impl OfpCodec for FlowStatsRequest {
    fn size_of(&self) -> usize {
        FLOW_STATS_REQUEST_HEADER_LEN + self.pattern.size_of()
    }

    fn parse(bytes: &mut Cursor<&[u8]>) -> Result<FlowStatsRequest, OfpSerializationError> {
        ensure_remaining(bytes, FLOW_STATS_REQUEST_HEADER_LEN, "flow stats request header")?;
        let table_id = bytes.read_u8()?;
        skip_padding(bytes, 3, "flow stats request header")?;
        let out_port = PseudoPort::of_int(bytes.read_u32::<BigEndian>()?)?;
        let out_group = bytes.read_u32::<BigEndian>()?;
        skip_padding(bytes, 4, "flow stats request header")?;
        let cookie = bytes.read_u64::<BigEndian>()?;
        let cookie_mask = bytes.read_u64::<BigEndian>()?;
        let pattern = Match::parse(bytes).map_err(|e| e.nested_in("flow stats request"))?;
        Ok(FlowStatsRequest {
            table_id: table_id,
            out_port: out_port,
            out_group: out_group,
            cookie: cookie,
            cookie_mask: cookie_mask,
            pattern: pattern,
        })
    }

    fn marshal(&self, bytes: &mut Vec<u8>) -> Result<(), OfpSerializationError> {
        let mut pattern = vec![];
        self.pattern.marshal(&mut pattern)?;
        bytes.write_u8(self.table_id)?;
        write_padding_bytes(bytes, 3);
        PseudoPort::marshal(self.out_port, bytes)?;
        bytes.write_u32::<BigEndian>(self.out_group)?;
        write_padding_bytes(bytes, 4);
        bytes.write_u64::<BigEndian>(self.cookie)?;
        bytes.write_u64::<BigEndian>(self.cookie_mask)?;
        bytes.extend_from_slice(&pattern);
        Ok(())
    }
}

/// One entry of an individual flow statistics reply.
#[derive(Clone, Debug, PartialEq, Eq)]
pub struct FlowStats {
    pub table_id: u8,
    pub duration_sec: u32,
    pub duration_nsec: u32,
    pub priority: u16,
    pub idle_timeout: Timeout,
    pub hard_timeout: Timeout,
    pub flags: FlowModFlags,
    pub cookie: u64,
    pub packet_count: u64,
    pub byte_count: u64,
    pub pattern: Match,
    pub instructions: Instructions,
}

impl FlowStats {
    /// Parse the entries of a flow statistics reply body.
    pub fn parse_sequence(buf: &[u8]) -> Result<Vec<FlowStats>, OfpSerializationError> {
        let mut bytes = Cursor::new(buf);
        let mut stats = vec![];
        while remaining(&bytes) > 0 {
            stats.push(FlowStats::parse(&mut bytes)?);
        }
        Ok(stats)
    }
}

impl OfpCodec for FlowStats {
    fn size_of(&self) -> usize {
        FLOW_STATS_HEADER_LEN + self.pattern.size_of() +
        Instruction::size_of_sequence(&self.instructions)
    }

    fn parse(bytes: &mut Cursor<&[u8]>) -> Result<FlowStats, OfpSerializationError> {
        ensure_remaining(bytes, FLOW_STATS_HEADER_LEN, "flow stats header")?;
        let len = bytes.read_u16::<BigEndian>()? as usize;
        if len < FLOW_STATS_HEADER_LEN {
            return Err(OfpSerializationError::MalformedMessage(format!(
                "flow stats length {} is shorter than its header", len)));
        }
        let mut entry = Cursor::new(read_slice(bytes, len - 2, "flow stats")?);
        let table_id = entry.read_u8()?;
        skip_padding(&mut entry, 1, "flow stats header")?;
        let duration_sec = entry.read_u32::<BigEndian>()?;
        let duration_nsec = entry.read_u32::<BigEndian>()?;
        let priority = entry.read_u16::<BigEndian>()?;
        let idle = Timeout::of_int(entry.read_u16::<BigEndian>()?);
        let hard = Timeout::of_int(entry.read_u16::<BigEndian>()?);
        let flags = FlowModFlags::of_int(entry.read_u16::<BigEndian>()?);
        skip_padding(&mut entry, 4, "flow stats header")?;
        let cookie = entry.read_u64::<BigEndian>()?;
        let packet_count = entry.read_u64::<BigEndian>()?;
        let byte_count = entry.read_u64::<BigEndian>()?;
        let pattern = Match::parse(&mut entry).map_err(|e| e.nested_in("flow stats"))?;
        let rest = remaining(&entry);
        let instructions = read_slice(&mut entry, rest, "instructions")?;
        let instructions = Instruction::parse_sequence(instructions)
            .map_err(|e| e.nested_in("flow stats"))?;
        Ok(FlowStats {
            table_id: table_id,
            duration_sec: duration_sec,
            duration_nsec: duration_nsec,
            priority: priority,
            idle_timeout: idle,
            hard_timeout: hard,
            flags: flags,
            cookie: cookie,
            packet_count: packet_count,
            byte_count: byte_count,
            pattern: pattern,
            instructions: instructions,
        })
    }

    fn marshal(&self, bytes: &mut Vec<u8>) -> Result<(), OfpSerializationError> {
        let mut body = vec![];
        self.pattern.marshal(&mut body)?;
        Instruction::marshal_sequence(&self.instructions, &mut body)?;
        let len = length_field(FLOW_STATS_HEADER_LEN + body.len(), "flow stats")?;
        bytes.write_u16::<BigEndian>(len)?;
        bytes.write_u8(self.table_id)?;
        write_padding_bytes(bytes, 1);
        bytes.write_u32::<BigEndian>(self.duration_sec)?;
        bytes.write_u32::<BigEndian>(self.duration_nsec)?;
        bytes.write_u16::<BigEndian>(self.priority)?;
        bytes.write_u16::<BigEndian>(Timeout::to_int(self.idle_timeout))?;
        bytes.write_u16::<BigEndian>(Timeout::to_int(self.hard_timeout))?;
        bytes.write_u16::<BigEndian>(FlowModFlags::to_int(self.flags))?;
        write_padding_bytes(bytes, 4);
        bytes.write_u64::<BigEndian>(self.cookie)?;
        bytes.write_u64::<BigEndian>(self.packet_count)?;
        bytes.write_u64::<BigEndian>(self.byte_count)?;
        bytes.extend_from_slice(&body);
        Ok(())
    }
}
+++
Every record must be returned exactly.

impl OfpCodec for FlowStatsRequest {
    fn size_of(&self) -> usize {
        FLOW_STATS_REQUEST_HEADER_LEN + self.pattern.size_of()
    }

    fn parse(bytes: &mut Cursor<&[u8]>) -> Result<FlowStatsRequest, OfpSerializationError> {
        ensure_remaining(bytes, FLOW_STATS_REQUEST_HEADER_LEN, "flow stats request header")?;
        let table_id = bytes.read_u8()?;
        skip_padding(bytes, 3, "flow stats request header")?;
        let out_port = PseudoPort::of_int(bytes.read_u32::<BigEndian>()?)?;
        let out_group = bytes.read_u32::<BigEndian>()?;
        skip_padding(bytes, 4, "flow stats request header")?;
        let cookie = bytes.read_u64::<BigEndian>()?;
        let cookie_mask = bytes.read_u64::<BigEndian>()?;
        let pattern = Match::parse(bytes).map_err(|e| e.nested_in("flow stats request"))?;
        Ok(FlowStatsRequest {
            table_id: table_id,
            out_port: out_port,
            out_group: out_group,
            cookie: cookie,
            cookie_mask: cookie_mask,
            pattern: pattern,
        })
    }

    fn marshal(&self, bytes: &mut Vec<u8>) -> Result<(), OfpSerializationError> {
        let mut pattern = vec![];
        self.pattern.marshal(&mut pattern)?;
        bytes.write_u8(self.table_id)?;
        write_padding_bytes(bytes, 3);
        PseudoPort::marshal(self.out_port, bytes)?;
        bytes.write_u32::<BigEndian>(self.out_group)?;
        write_padding_bytes(bytes, 4);
        bytes.write_u64::<BigEndian>(self.cookie)?;
        bytes.write_u64::<BigEndian>(self.cookie_mask)?;
        bytes.extend_from_slice(&pattern);
        Ok(())
    }
}

/// One entry of an individual flow statistics reply.
#[derive(Clone, Debug, PartialEq, Eq)]
pub struct FlowStats {
    pub table_id: u8,
    pub duration_sec: u32,
    pub duration_nsec: u32,
    pub priority: u16,
    pub idle_timeout: Timeout,
    pub hard_timeout: Timeout,
    pub flags: FlowModFlags,
    pub cookie: u64,
    pub packet_count: u64,
    pub byte_count: u64,
    pub pattern: Match,
    pub instructions: Instructions,
}

impl FlowStats {
    /// Parse the entries of a flow statistics reply body.
    pub fn parse_sequence(buf: &[u8]) -> Result<Vec<FlowStats>, OfpSerializationError> {
        let mut bytes = Cursor::new(buf);
        let mut stats = vec![];
        while remaining(&bytes) > 0 {
            stats.push(FlowStats::parse(&mut bytes)?);
        }
        Ok(stats)
    }
}

impl OfpCodec for FlowStats {
    fn size_of(&self) -> usize {
        FLOW_STATS_HEADER_LEN + self.pattern.size_of() +
        Instruction::size_of_sequence(&self.instructions)
    }

    fn parse(bytes: &mut Cursor<&[u8]>) -> Result<FlowStats, OfpSerializationError> {
        ensure_remaining(bytes, FLOW_STATS_HEADER_LEN, "flow stats header")?;
        let len = bytes.read_u16::<BigEndian>()? as usize;
        if len < FLOW_STATS_HEADER_LEN {
            return Err(OfpSerializationError::MalformedMessage(format!(
                "flow stats length {} is shorter than its header", len)));
        }
        let mut entry = Cursor::new(read_slice(bytes, len - 2, "flow stats")?);
        let table_id = entry.read_u8()?;
        skip_padding(&mut entry, 1, "flow stats header")?;
        let duration_sec = entry.read_u32::<BigEndian>()?;
        let duration_nsec = entry.read_u32::<BigEndian>()?;
        let priority = entry.read_u16::<BigEndian>()?;
        let idle = Timeout::of_int(entry.read_u16::<BigEndian>()?);
        let hard = Timeout::of_int(entry.read_u16::<BigEndian>()?);
        let flags = FlowModFlags::of_int(entry.read_u16::<BigEndian>()?);
        skip_padding(&mut entry, 4, "flow stats header")?;
        let cookie = entry.read_u64::<BigEndian>()?;
        let packet_count = entry.read_u64::<BigEndian>()?;
        let byte_count = entry.read_u64::<BigEndian>()?;
        let pattern = Match::parse(&mut entry).map_err(|e| e.nested_in("flow stats"))?;
        let rest = remaining(&entry);
        let instructions = read_slice(&mut entry, rest, "instructions")?;
        let instructions = Instruction::parse_sequence(instructions)
            .map_err(|e| e.nested_in("flow stats"))?;
        Ok(FlowStats {
            table_id: table_id,
            duration_sec: duration_sec,
            duration_nsec: duration_nsec,
            priority: priority,
            idle_timeout: idle,
            hard_timeout: hard,
            flags: flags,
            cookie: cookie,
            packet_count: packet_count,
            byte_count: byte_count,
            pattern: pattern,
            instructions: instructions,
        })
    }

    fn marshal(&self, bytes: &mut Vec<u8>) -> Result<(), OfpSerializationError> {
        let mut body = vec![];
        self.pattern.marshal(&mut body)?;
        Instruction::marshal_sequence(&self.instructions, &mut body)?;
        let len = length_field(FLOW_STATS_HEADER_LEN + body.len(), "flow stats")?;
        bytes.write_u16::<BigEndian>(len)?;
        bytes.write_u8(self.table_id)?;
        write_padding_bytes(bytes, 1);
        bytes.write_u32::<BigEndian>(self.duration_sec)?;
        bytes.write_u32::<BigEndian>(self.duration_nsec)?;
        bytes.write_u16::<BigEndian>(self.priority)?;
        bytes.write_u16::<BigEndian>(Timeout::to_int(self.idle_timeout))?;
        bytes.write_u16::<BigEndian>(Timeout::to_int(self.hard_timeout))?;
        bytes.write_u16::<BigEndian>(FlowModFlags::to_int(self.flags))?;
        write_padding_bytes(bytes, 4);
        bytes.write_u64::<BigEndian>(self.cookie)?;
        bytes.write_u64::<BigEndian>(self.packet_count)?;
        bytes.write_u64::<BigEndian>(self.byte_count)?;
        bytes.extend_from_slice(&body);
        Ok(())
    }
}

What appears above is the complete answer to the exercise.